Task goal ->
Wherever the string "process" turns up in the data, copy the whole line.

Saved data entries:
☆ ☆ ☆ ☆

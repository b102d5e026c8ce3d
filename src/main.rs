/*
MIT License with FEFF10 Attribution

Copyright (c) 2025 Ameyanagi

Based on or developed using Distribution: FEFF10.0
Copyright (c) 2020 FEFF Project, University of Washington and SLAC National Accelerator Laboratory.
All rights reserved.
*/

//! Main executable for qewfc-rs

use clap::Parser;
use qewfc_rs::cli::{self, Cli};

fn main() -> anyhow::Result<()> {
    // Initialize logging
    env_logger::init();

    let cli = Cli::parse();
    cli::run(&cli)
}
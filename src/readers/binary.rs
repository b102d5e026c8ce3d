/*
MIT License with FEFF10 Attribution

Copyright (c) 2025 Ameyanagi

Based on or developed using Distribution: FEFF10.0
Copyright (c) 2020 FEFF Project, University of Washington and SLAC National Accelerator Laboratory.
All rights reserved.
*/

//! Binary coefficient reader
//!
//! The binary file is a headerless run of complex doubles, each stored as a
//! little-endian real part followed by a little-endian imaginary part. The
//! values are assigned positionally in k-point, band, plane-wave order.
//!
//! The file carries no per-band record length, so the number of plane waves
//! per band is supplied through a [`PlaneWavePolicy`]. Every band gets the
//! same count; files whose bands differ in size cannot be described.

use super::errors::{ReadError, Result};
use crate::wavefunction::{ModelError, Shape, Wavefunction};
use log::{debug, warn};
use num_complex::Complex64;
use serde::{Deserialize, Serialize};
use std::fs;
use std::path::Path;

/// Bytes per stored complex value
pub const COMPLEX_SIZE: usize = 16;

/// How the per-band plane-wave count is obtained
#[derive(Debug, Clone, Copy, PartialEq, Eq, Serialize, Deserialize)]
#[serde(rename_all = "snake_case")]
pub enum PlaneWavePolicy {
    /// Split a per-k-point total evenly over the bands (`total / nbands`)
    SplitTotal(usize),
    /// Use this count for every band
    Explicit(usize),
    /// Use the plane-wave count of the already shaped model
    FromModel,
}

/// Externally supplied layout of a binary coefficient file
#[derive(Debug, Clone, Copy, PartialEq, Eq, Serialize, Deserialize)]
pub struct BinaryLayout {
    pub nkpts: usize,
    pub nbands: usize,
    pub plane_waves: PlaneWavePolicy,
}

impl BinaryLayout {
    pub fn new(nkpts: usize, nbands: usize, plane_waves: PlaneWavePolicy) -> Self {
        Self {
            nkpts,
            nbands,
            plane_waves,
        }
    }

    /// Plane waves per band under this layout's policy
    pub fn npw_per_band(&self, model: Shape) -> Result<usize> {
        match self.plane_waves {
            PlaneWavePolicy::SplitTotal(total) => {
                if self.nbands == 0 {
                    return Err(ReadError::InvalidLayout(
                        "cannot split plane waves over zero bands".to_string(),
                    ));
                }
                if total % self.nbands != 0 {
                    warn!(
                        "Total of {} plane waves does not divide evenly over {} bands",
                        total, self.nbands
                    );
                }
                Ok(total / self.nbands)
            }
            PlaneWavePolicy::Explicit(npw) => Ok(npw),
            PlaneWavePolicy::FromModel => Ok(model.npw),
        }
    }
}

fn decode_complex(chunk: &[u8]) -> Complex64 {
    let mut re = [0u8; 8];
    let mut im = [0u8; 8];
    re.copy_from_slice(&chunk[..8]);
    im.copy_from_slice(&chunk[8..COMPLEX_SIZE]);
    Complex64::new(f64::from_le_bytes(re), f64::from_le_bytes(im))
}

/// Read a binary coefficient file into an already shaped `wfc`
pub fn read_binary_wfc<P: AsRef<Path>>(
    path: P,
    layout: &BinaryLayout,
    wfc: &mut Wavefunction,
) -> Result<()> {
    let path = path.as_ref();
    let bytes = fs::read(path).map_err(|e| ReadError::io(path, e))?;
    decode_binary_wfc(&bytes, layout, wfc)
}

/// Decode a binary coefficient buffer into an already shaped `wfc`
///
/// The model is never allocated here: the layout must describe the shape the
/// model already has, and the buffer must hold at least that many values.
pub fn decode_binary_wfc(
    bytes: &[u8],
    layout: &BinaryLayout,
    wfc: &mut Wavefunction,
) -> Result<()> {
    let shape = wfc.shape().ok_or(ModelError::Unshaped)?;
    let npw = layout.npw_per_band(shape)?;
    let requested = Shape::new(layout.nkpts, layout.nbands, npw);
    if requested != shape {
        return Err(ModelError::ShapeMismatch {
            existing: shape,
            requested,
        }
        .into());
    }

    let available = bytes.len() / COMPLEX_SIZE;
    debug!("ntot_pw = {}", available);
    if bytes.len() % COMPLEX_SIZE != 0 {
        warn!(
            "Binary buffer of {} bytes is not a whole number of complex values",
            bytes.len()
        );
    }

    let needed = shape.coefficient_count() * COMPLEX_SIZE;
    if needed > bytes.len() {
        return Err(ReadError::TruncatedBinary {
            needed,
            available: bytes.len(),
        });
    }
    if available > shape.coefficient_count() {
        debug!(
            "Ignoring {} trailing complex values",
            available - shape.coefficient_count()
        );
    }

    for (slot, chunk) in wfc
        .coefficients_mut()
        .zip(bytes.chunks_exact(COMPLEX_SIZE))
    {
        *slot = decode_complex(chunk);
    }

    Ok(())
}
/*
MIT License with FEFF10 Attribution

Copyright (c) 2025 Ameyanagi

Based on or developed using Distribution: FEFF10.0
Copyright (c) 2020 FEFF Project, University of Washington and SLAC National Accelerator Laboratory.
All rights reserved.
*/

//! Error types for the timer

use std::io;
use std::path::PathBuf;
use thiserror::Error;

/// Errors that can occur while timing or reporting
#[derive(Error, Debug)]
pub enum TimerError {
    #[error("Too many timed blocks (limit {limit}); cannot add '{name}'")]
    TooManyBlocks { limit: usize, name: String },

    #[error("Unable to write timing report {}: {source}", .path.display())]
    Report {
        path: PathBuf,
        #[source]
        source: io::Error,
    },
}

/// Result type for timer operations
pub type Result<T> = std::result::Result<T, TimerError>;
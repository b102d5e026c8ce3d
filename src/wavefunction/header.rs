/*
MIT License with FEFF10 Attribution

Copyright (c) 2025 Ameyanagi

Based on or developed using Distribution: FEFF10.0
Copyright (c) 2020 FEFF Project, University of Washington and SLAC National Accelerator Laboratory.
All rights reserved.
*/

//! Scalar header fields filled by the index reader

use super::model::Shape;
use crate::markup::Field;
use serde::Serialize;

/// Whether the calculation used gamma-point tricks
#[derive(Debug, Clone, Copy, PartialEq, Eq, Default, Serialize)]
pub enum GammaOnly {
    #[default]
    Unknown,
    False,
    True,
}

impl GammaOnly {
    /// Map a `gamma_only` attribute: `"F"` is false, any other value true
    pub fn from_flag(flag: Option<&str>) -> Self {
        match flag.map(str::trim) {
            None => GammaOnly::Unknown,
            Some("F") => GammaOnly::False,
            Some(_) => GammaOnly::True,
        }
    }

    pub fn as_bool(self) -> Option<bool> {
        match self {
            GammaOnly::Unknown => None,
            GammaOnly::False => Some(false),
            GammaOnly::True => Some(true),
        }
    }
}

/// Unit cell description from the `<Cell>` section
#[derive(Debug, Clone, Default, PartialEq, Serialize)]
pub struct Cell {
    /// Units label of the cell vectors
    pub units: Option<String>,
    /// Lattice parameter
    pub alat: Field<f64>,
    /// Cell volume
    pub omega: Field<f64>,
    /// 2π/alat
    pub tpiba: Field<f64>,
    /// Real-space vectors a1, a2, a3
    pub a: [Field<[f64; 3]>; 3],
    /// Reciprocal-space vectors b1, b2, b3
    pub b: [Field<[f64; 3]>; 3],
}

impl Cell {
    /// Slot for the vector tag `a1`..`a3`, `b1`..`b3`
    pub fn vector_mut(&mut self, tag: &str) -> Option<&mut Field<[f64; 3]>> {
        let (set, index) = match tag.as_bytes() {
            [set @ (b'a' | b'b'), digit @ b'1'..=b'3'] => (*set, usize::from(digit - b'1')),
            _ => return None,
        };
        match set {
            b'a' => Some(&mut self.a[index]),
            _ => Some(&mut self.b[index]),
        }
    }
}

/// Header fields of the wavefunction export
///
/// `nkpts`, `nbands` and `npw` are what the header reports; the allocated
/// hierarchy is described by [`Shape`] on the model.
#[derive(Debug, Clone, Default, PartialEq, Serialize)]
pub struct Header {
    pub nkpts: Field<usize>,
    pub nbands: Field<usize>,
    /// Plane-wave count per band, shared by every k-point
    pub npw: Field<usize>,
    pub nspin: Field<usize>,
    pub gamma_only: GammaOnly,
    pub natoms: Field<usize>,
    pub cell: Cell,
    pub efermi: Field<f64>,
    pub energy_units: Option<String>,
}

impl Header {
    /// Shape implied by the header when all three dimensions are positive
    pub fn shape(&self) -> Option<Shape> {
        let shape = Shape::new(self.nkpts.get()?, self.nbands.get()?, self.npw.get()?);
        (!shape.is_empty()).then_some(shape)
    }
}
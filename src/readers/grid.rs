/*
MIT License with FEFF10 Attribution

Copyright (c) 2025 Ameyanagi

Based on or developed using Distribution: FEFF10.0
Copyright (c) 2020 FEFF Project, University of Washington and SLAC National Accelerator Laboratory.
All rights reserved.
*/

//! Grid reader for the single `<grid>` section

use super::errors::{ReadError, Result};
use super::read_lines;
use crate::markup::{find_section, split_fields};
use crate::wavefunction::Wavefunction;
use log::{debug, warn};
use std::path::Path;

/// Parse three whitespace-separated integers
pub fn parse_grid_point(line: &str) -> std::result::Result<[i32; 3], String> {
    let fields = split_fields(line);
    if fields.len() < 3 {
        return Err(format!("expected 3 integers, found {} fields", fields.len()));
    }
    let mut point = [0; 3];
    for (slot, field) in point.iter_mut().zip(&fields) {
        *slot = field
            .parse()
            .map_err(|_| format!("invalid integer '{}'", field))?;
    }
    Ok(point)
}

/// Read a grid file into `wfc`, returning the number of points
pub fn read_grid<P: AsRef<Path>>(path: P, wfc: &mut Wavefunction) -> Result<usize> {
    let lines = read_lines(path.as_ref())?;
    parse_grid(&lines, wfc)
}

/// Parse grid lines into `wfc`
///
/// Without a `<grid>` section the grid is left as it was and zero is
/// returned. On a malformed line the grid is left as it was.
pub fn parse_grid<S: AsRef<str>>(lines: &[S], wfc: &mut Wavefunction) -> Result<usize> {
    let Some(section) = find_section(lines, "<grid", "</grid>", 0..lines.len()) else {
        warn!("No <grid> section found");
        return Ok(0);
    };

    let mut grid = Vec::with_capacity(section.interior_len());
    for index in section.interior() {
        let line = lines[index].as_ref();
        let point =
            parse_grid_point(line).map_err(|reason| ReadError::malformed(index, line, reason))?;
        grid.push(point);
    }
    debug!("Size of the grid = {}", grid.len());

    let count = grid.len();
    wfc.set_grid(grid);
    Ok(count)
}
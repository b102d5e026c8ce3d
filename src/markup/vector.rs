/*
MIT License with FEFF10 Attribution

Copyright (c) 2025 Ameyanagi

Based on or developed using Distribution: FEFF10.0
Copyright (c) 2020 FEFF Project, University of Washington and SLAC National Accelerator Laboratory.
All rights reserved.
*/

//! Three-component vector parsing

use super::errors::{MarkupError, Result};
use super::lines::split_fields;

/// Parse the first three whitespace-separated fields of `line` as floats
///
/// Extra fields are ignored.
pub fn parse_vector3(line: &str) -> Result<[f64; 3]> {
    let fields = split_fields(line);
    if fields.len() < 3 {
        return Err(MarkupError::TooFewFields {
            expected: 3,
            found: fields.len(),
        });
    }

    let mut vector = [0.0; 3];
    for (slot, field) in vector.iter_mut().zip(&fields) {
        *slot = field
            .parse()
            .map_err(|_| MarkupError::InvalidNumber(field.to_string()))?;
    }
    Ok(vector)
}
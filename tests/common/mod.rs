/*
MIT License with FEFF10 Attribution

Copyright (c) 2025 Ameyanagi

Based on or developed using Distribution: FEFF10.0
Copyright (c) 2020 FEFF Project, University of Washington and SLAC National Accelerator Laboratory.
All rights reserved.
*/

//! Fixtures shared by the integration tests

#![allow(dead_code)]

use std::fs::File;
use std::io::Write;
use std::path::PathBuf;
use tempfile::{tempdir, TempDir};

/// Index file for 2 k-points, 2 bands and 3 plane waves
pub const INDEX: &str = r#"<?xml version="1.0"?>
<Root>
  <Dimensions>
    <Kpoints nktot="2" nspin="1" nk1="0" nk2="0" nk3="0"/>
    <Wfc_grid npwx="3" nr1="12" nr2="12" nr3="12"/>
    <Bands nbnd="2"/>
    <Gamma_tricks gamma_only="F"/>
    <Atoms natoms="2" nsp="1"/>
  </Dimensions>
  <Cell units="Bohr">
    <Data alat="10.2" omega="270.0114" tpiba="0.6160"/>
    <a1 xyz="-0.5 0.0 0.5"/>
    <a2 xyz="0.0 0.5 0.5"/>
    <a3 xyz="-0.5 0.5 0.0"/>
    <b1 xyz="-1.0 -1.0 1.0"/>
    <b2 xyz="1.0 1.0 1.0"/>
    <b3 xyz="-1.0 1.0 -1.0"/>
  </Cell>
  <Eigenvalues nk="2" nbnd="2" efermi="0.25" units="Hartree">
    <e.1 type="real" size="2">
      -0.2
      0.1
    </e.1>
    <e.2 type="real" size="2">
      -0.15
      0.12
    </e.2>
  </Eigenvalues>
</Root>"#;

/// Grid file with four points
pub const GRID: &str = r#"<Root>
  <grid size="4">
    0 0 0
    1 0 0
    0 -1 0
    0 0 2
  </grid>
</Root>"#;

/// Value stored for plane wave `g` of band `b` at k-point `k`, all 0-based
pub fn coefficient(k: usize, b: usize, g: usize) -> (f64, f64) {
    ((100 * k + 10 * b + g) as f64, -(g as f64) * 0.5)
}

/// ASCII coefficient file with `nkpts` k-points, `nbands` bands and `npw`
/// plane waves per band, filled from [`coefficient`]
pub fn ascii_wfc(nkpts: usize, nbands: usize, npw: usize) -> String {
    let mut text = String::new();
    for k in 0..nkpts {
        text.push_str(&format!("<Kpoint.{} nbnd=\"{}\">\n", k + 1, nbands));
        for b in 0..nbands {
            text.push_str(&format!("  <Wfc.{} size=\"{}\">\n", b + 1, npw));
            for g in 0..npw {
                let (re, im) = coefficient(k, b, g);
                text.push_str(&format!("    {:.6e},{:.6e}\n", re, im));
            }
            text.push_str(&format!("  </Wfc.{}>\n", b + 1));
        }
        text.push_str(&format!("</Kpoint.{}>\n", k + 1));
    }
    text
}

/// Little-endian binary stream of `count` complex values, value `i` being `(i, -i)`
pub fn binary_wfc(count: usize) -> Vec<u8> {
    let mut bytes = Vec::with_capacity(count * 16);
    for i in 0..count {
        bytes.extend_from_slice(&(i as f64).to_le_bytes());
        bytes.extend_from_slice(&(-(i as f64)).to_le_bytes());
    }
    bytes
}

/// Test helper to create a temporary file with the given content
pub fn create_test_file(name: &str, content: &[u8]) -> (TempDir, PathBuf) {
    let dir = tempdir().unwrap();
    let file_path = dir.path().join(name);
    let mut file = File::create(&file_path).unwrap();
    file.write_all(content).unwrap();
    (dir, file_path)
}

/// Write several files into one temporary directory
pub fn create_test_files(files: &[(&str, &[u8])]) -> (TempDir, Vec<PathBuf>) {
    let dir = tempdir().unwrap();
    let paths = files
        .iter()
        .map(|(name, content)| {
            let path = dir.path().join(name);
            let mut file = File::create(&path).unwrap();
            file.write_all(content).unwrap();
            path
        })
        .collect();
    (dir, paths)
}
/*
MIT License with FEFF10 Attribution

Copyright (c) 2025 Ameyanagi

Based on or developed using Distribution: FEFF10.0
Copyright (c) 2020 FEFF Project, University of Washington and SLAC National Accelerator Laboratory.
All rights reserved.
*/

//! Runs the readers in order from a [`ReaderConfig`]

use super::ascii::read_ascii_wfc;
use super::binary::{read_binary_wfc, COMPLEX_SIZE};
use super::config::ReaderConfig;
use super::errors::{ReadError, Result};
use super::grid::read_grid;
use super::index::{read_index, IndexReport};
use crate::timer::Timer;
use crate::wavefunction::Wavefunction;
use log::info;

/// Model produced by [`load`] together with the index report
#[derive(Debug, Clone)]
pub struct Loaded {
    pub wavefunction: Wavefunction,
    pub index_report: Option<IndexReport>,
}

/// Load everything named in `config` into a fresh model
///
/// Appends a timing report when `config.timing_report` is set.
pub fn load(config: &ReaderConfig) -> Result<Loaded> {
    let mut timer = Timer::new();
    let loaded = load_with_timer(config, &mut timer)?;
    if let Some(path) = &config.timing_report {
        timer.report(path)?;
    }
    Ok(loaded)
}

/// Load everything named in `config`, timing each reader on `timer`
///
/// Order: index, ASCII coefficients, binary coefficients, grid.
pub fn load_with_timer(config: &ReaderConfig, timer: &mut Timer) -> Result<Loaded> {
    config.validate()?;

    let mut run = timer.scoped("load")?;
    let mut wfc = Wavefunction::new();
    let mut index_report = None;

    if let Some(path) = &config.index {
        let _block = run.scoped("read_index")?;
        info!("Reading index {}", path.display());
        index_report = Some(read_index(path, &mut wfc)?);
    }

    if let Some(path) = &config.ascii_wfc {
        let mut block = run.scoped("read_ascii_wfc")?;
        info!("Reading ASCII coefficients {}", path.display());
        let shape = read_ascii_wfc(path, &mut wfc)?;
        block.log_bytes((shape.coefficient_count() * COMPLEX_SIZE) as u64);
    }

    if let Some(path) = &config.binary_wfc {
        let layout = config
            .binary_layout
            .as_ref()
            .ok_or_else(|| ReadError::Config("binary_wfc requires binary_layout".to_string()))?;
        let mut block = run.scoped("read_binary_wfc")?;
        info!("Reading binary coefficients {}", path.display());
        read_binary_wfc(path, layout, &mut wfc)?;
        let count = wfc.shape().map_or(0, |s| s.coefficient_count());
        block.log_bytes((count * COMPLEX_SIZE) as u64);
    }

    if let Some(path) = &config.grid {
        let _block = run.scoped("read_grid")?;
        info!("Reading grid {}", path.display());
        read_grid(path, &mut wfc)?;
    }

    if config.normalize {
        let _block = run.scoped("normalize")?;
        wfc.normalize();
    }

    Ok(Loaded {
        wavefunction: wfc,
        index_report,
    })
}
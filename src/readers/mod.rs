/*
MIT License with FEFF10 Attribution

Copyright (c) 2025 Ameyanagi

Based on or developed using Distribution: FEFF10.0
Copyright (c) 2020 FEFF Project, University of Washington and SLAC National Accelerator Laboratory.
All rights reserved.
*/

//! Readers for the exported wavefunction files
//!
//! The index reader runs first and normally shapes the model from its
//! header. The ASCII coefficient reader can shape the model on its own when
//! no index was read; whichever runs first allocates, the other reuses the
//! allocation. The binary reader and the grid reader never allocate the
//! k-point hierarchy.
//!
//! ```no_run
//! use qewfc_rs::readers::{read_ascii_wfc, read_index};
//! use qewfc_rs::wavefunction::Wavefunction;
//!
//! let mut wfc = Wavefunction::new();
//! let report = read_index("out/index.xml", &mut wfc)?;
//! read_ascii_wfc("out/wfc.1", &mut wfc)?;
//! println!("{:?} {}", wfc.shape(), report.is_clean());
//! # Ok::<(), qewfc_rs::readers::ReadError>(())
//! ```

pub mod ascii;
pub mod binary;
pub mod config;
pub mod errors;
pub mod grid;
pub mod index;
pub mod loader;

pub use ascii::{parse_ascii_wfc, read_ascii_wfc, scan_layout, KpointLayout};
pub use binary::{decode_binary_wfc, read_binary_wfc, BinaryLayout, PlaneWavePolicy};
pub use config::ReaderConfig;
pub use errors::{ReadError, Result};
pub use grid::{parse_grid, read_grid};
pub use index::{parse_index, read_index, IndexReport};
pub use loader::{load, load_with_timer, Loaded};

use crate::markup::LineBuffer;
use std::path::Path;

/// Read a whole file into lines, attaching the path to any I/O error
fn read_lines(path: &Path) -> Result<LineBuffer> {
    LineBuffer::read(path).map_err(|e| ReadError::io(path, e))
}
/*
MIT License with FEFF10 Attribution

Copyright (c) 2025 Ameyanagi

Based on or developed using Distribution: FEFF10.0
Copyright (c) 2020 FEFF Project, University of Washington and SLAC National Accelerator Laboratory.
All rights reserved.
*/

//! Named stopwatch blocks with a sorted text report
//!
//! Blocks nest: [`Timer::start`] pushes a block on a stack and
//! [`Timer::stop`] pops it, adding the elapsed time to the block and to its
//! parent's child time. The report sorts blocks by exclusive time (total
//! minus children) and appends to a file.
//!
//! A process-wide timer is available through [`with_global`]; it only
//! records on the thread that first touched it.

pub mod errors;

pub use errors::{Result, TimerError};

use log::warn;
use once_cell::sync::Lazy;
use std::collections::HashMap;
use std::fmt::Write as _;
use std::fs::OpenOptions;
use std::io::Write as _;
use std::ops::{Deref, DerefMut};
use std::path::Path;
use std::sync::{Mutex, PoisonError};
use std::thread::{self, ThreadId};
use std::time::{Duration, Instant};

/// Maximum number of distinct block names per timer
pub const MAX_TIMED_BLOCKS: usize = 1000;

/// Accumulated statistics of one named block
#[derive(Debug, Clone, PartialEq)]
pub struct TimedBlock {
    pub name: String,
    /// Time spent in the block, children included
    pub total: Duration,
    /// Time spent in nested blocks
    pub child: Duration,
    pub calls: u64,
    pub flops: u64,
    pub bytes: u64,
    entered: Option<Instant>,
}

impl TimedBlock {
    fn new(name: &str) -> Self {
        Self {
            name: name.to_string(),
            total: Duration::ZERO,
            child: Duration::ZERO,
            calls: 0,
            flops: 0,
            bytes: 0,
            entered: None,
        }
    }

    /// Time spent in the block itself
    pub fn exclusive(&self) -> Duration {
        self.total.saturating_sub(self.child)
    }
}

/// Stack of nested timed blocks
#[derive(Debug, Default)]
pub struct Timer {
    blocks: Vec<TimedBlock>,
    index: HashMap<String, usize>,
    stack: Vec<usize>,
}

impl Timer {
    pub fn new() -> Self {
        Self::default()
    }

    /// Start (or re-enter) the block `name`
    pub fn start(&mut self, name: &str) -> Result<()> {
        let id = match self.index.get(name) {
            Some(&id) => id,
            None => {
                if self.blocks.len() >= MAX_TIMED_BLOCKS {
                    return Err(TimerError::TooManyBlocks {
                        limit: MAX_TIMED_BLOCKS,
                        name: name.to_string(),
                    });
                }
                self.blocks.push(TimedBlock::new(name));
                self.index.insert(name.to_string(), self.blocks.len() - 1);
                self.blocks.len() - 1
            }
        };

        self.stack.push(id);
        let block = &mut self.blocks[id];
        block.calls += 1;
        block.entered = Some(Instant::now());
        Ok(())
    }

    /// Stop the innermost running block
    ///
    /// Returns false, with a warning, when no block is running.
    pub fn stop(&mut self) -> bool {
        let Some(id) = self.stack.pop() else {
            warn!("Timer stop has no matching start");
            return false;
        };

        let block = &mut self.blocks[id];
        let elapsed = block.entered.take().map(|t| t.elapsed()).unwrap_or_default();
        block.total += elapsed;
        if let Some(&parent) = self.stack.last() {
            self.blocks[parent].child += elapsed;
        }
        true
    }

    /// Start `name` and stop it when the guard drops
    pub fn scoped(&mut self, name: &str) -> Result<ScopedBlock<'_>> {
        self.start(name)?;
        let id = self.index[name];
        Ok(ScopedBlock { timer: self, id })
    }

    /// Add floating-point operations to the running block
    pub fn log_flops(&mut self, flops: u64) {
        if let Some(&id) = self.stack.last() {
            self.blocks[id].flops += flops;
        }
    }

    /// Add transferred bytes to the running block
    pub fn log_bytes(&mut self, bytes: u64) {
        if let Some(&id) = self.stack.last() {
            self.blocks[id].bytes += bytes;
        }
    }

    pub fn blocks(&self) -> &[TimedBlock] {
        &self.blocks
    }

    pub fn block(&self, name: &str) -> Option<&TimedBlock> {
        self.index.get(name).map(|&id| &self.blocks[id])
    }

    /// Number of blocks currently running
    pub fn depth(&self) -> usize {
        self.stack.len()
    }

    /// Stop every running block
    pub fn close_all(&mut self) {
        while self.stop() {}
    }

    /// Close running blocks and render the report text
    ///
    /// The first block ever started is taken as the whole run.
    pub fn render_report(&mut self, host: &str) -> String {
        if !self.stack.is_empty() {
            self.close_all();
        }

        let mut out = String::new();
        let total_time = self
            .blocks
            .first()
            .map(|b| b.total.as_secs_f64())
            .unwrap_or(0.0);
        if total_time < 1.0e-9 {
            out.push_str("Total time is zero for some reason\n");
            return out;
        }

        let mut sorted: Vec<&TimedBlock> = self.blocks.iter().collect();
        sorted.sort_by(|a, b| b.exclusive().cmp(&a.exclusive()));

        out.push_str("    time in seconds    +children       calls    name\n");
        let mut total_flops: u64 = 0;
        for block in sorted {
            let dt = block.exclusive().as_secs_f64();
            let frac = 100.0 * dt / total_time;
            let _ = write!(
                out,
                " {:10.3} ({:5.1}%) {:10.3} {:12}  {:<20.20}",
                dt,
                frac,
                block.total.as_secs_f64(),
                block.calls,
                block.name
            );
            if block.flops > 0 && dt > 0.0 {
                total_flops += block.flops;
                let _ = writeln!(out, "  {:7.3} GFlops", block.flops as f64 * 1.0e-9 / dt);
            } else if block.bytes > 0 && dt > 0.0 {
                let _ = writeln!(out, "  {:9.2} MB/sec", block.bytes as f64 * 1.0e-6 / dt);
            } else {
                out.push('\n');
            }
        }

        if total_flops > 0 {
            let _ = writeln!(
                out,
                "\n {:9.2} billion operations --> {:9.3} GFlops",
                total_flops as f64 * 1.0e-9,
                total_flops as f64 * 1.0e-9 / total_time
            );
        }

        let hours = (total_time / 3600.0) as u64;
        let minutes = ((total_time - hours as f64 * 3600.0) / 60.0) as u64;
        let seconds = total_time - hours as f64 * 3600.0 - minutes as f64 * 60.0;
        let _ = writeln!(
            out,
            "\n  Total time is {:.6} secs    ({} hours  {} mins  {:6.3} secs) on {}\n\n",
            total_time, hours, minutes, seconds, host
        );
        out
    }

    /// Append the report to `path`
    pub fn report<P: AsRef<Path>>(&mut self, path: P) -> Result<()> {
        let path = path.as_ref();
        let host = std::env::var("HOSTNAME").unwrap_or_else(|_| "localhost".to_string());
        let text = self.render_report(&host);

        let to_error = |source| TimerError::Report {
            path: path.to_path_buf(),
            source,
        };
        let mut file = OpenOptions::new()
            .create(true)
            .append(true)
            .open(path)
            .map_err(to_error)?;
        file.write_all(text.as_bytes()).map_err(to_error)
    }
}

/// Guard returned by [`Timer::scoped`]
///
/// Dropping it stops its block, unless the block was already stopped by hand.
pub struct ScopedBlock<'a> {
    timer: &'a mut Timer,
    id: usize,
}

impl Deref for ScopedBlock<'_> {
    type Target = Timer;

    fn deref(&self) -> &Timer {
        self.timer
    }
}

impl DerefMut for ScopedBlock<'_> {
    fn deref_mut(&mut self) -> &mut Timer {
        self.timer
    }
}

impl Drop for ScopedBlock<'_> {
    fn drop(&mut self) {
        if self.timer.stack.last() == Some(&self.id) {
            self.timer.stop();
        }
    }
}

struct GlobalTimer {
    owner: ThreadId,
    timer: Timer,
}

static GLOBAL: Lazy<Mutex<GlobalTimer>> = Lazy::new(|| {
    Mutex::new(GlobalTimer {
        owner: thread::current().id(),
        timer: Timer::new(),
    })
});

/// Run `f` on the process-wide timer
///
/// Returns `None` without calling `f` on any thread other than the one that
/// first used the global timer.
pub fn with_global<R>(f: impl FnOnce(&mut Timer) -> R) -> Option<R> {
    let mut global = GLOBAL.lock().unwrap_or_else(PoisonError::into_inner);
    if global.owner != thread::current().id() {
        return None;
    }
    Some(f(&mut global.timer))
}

☆ ☆ ☆ ☆

Answer space ->
//! A process-wide timer is available through [`with_global`]; it only
/// Run `f` on the process-wide timer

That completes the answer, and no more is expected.